### [What the exercise asks]
Looking at the data below, count the lines that contain the string "EventPump". Write only the total.

### [Supplied entries]
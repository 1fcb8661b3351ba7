use std::collections::HashSet;

use glam::Vec3;
use hecs::{Entity, World};

use crate::components::{
    Acceleration, Balloon, Collider, Color, Contacts, Position, PreviousPosition, Static,
    Velocity, WindBindings,
};

/// Spawn a static wall plane. `normal` points into the room.
pub fn spawn_wall(world: &mut World, normal: Vec3, offset: f32, color: Vec3) -> Entity {
    world.spawn((Collider::Plane { normal, offset }, Static, Color(color)))
}

/// Spawn a balloon at rest. Force vectors and key bindings are fixed at
/// construction; velocity and the force accumulator start zeroed.
pub fn spawn_balloon(
    world: &mut World,
    balloon: Balloon,
    bindings: WindBindings,
    pos: Vec3,
    radius: f32,
    color: Vec3,
) -> Entity {
    world.spawn((
        Position(pos),
        PreviousPosition(pos),
        Velocity(Vec3::ZERO),
        Acceleration(Vec3::ZERO),
        balloon,
        bindings,
        Collider::Sphere { radius },
        Contacts(HashSet::new()),
        Color(color),
    ))
}
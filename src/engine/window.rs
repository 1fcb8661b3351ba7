use sdl2::render::WindowCanvas;
use sdl2::Sdl;

pub struct GameWindow {
    canvas: WindowCanvas,
}

impl GameWindow {
    pub fn new(sdl: &Sdl, title: &str, width: u32, height: u32) -> Self {
        let video = sdl.video().expect("Failed to init SDL2 video");

        let window = video
            .window(title, width, height)
            .position_centered()
            .build()
            .expect("Failed to create window");

        let canvas = window
            .into_canvas()
            .present_vsync()
            .build()
            .expect("Failed to create canvas");

        Self { canvas }
    }

    pub fn canvas_mut(&mut self) -> &mut WindowCanvas {
        &mut self.canvas
    }

    pub fn present(&mut self) {
        self.canvas.present();
    }
}
use std::collections::HashSet;

use glam::Vec3;
use hecs::Entity;
use sdl2::keyboard::Scancode;

/// World-space location. Written only by the integration step (and by the
/// collision push-out, which keeps the balloon outside static surfaces).
pub struct Position(pub Vec3);

/// Position snapshot from the previous simulation tick, stored for render
/// interpolation between fixed steps.
pub struct PreviousPosition(pub Vec3);

/// Linear velocity in world space. Persists across ticks.
pub struct Velocity(pub Vec3);

/// Transient per-tick force accumulator. Zero at the start of every tick,
/// zeroed again immediately after integration; never carries meaning across
/// ticks. Mass is implicitly 1, so forces add to it directly.
pub struct Acceleration(pub Vec3);

/// Force configuration for a balloon. The three vectors are derived once at
/// construction and never change.
pub struct Balloon {
    /// Horizontal wind impulse, applied along ±X while a wind key is held.
    pub wind_force: Vec3,
    /// Constant downward pull.
    pub gravity_force: Vec3,
    /// Constant upward lift from the helium fill.
    pub helium_force: Vec3,
}

impl Balloon {
    pub fn new(wind_amount: f32, gravity_amount: f32, helium_amount: f32) -> Self {
        Self {
            wind_force: Vec3::new(wind_amount, 0.0, 0.0),
            gravity_force: Vec3::new(0.0, -gravity_amount, 0.0),
            helium_force: Vec3::new(0.0, helium_amount, 0.0),
        }
    }
}

/// The two keys acting as wind triggers. Held state is sampled once per
/// rendered frame, not per simulation tick.
pub struct WindBindings {
    /// Applies the wind force along -X while held.
    pub from_left: Scancode,
    /// Applies the wind force along +X while held.
    pub from_right: Scancode,
}

/// Collision shape attached to an entity.
pub enum Collider {
    Sphere { radius: f32 },
    Plane { normal: Vec3, offset: f32 },
}

/// Marker: entity is an immovable surface.
pub struct Static;

/// Surfaces this entity was touching on the previous tick. Lets the contact
/// system tell a fresh impact apart from sustained contact.
pub struct Contacts(pub HashSet<Entity>);

/// Contact produced by the detection phase. `normal` is the surface normal:
/// unit length, pointing away from the surface toward the sphere.
pub struct CollisionEvent {
    pub entity: Entity,
    pub surface: Entity,
    pub normal: Vec3,
    pub penetration: f32,
}

/// RGB color applied to an entity for rendering.
pub struct Color(pub Vec3);
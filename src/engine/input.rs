use sdl2::event::Event;
use sdl2::keyboard::Scancode;
use sdl2::EventPump;
use std::collections::HashSet;

/// Held-key state, rebuilt from the SDL event queue once per frame.
/// `is_key_held` is the only query the simulation makes of the input device.
pub struct InputState {
    pub keys: HashSet<Scancode>,
    pub quit: bool,
}

impl InputState {
    pub fn new() -> Self {
        Self {
            keys: HashSet::new(),
            quit: false,
        }
    }

    pub fn update(&mut self, event_pump: &mut EventPump) {
        for event in event_pump.poll_iter() {
            match event {
                Event::Quit { .. } => self.quit = true,
                Event::KeyDown {
                    scancode: Some(Scancode::Escape),
                    ..
                } => self.quit = true,
                Event::KeyDown {
                    scancode: Some(sc), ..
                } => {
                    self.keys.insert(sc);
                }
                Event::KeyUp {
                    scancode: Some(sc), ..
                } => {
                    self.keys.remove(&sc);
                }
                _ => {}
            }
        }
    }

    pub fn is_key_held(&self, sc: Scancode) -> bool {
        self.keys.contains(&sc)
    }
}
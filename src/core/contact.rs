/// Base URL of the WhatsApp click-to-chat handoff
pub const WHATSAPP_BASE_URL: &str = "https://wa.me/";

const PLACEHOLDER_AVATAR_URL: &str = "https://ui-avatars.com/api/";
const PLACEHOLDER_NAME: &str = "Friend";

/// Build the WhatsApp deep link for a stored phone number
///
/// Separators and the leading `+` are stripped; the number is not validated.
pub fn whatsapp_link(phone: &str) -> String {
    let digits: String = phone
        .chars()
        .filter(|c| !matches!(c, ' ' | '-' | '.' | '(' | ')' | '+' | '\t'))
        .collect();

    format!("{}{}", WHATSAPP_BASE_URL, digits)
}

/// Generated avatar used when a profile is saved without an upload
pub fn placeholder_avatar(name: &str) -> String {
    let name = name.trim();
    let name = if name.is_empty() { PLACEHOLDER_NAME } else { name };

    format!(
        "{}?name={}&background=f582ae&color=172c66&bold=true",
        PLACEHOLDER_AVATAR_URL,
        urlencoding::encode(name)
    )
}
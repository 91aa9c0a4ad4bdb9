// Route exports
pub mod error;
pub mod matches;
pub mod profiles;
pub mod session;

use actix_web::{dev::Payload, http::header, web, FromRequest, HttpRequest, HttpResponse, Responder};
use std::future::{ready, Ready};
use std::sync::Arc;

use crate::auth::TokenVerifier;
use crate::core::MatchSelector;
use crate::models::HealthResponse;
use crate::services::{FileStore, IdentityProvider, MatchLog, ProfileStore};

pub use error::{ApiError, handle_json_payload_error, handle_query_payload_error};

/// Application state shared across all handlers
#[derive(Clone)]
pub struct AppState {
    pub profiles: Arc<dyn ProfileStore>,
    pub files: Arc<dyn FileStore>,
    pub identity: Arc<dyn IdentityProvider>,
    pub selector: MatchSelector,
    pub verifier: Arc<TokenVerifier>,
}

impl AppState {
    pub fn new(
        profiles: Arc<dyn ProfileStore>,
        matches: Arc<dyn MatchLog>,
        files: Arc<dyn FileStore>,
        identity: Arc<dyn IdentityProvider>,
        verifier: TokenVerifier,
    ) -> Self {
        Self {
            selector: MatchSelector::new(profiles.clone(), matches),
            profiles,
            files,
            identity,
            verifier: Arc::new(verifier),
        }
    }
}

/// The authenticated caller, taken from the bearer token
#[derive(Debug, Clone)]
pub struct Requester {
    pub id: String,
    pub access_token: String,
}

impl FromRequest for Requester {
    type Error = ApiError;
    type Future = Ready<Result<Self, Self::Error>>;

    fn from_request(req: &HttpRequest, _payload: &mut Payload) -> Self::Future {
        let Some(state) = req.app_data::<web::Data<AppState>>() else {
            return ready(Err(ApiError::Upstream("Application state missing".to_string())));
        };

        let header = req
            .headers()
            .get(header::AUTHORIZATION)
            .and_then(|h| h.to_str().ok());

        let result = state
            .verifier
            .verify_header(header)
            .map(|(access_token, claims)| Requester {
                id: claims.sub,
                access_token,
            })
            .map_err(|e| {
                tracing::debug!("Rejected request to {}: {}", req.path(), e);
                ApiError::from(e)
            });

        ready(result)
    }
}

/// Health check endpoint
async fn health_check() -> impl Responder {
    HttpResponse::Ok().json(HealthResponse {
        status: "healthy".to_string(),
        version: env!("CARGO_PKG_VERSION").to_string(),
        timestamp: chrono::Utc::now(),
    })
}

pub fn configure_routes(cfg: &mut web::ServiceConfig) {
    cfg.service(
        web::scope("/api/v1")
            .route("/health", web::get().to(health_check))
            .configure(session::configure)
            .configure(profiles::configure)
            .configure(matches::configure),
    );
}
// Model exports
pub mod domain;
pub mod requests;
pub mod responses;

pub use domain::{Profile, MatchRecord, MatchFilter, MatchedProfile, Session, MIN_AGE, MAX_AGE};
pub use requests::{AgeInput, FilterInput, ProfileForm};
pub use responses::{SpinResponse, AvatarResponse, HealthResponse, ErrorResponse};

### [Exercise output]
2